▶ What needs to be done: What is the number of lines in these records that hold the word "views"? Reply with that number alone.

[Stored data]
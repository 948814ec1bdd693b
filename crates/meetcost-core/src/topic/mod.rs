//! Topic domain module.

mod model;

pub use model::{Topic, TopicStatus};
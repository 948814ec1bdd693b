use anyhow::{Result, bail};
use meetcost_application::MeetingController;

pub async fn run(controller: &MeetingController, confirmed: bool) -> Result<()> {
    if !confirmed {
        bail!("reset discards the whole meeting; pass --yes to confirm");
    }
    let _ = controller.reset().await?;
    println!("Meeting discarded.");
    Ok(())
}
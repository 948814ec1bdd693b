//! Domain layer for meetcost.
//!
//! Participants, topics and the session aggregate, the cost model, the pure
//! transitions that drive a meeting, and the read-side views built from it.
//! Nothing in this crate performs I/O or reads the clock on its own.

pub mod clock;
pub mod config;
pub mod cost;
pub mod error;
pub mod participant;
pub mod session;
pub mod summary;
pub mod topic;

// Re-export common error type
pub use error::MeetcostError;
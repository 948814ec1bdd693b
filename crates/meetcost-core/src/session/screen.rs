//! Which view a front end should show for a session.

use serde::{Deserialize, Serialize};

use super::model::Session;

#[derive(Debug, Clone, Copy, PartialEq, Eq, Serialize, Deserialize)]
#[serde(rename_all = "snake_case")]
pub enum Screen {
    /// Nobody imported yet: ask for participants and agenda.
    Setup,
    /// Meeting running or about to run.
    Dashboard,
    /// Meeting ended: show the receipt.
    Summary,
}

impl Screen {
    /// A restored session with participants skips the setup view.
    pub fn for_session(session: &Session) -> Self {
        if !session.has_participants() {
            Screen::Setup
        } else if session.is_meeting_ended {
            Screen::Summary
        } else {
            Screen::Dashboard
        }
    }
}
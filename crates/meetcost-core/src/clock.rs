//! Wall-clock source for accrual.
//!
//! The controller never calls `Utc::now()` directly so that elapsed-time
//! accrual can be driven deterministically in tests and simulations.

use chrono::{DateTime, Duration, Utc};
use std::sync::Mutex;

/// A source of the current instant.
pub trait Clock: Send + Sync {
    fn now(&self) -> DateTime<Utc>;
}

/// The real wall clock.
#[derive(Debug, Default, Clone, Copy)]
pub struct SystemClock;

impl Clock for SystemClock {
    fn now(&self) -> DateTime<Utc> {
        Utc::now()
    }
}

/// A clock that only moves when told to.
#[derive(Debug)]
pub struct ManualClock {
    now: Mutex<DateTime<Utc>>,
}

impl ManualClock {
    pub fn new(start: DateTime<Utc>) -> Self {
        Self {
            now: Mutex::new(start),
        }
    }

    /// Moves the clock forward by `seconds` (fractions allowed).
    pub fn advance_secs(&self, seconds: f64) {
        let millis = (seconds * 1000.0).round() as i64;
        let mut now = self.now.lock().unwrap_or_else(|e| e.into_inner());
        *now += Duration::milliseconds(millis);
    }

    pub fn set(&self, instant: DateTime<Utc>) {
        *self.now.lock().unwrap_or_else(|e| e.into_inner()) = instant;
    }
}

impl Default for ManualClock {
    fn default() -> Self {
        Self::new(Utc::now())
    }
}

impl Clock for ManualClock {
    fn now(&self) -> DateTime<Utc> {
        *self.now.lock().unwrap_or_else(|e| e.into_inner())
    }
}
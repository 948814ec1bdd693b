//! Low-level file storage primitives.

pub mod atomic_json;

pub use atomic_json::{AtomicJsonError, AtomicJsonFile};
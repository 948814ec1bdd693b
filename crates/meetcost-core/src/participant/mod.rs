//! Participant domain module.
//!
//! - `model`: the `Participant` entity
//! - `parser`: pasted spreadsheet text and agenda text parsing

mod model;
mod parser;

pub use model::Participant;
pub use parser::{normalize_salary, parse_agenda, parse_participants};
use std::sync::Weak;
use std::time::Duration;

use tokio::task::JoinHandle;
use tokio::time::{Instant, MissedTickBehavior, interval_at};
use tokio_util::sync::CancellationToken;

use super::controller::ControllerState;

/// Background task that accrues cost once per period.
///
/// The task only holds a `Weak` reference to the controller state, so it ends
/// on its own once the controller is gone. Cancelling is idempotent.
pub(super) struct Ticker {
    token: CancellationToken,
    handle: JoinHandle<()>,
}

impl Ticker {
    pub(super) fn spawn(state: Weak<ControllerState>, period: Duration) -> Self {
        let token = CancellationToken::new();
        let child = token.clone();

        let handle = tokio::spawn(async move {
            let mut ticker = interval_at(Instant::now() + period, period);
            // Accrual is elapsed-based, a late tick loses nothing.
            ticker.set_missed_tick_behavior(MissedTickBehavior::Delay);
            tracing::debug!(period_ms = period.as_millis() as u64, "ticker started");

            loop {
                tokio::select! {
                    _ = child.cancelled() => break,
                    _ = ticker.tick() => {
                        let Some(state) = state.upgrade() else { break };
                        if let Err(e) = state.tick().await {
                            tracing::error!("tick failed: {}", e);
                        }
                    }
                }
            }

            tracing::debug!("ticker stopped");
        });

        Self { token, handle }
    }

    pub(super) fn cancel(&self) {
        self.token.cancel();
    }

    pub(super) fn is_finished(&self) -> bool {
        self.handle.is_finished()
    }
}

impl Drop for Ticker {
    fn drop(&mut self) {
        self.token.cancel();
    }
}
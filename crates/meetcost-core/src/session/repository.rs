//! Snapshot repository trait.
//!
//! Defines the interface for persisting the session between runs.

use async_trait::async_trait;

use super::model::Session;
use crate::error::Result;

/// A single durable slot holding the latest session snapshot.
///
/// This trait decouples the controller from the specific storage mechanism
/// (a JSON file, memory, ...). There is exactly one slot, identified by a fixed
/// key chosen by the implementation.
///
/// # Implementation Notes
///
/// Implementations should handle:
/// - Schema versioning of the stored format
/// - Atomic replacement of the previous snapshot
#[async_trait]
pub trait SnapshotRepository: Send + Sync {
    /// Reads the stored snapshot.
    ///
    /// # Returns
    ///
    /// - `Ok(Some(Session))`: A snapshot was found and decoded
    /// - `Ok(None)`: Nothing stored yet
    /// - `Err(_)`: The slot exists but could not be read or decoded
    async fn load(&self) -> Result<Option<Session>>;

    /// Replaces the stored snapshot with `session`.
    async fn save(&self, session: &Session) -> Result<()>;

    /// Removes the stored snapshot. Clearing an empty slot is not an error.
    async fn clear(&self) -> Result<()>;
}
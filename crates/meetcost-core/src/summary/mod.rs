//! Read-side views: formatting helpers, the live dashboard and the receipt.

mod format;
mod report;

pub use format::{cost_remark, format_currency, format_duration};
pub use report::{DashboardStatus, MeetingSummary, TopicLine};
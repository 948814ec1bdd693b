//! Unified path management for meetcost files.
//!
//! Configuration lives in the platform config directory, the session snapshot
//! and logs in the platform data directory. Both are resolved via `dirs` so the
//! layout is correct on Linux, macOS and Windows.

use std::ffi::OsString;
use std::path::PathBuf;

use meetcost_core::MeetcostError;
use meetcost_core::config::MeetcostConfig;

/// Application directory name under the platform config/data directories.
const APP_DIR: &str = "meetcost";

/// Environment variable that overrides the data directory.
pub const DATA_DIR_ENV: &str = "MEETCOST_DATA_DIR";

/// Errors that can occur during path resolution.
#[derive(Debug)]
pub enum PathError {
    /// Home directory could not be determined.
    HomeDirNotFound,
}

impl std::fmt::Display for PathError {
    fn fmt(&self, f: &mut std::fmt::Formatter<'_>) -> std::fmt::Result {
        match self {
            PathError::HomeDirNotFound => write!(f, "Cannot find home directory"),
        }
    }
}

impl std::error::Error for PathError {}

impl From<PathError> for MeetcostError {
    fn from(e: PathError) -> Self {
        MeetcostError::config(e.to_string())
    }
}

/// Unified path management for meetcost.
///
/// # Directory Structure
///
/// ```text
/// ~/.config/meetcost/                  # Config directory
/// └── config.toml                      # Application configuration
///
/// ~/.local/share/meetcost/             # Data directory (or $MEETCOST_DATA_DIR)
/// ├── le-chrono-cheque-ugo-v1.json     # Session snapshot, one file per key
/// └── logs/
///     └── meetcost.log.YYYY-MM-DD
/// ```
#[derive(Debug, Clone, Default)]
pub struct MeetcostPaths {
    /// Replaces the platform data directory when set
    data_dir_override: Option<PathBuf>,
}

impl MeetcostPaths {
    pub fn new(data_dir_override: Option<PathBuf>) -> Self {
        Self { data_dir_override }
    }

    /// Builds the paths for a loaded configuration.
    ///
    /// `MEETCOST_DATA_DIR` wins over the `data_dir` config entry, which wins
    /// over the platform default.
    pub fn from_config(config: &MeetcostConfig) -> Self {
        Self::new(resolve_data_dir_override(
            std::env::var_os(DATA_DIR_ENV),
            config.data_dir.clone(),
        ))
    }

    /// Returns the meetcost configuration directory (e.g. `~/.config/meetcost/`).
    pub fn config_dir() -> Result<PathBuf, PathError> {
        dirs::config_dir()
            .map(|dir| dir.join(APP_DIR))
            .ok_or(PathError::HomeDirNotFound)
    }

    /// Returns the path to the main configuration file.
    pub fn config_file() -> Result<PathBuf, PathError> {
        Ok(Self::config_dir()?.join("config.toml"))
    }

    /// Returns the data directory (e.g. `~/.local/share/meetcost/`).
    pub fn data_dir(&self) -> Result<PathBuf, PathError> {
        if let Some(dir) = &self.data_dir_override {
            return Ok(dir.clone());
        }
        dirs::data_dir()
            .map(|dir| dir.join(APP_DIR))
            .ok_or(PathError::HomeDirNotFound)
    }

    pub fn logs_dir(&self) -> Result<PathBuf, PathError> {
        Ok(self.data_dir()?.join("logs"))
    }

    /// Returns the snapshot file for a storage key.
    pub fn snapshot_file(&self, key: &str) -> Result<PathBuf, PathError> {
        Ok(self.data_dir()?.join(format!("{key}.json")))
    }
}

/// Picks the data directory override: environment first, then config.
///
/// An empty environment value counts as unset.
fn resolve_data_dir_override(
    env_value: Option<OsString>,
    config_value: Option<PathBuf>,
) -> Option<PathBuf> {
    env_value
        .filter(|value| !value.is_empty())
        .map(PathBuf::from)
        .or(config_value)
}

▶ Answer space: 2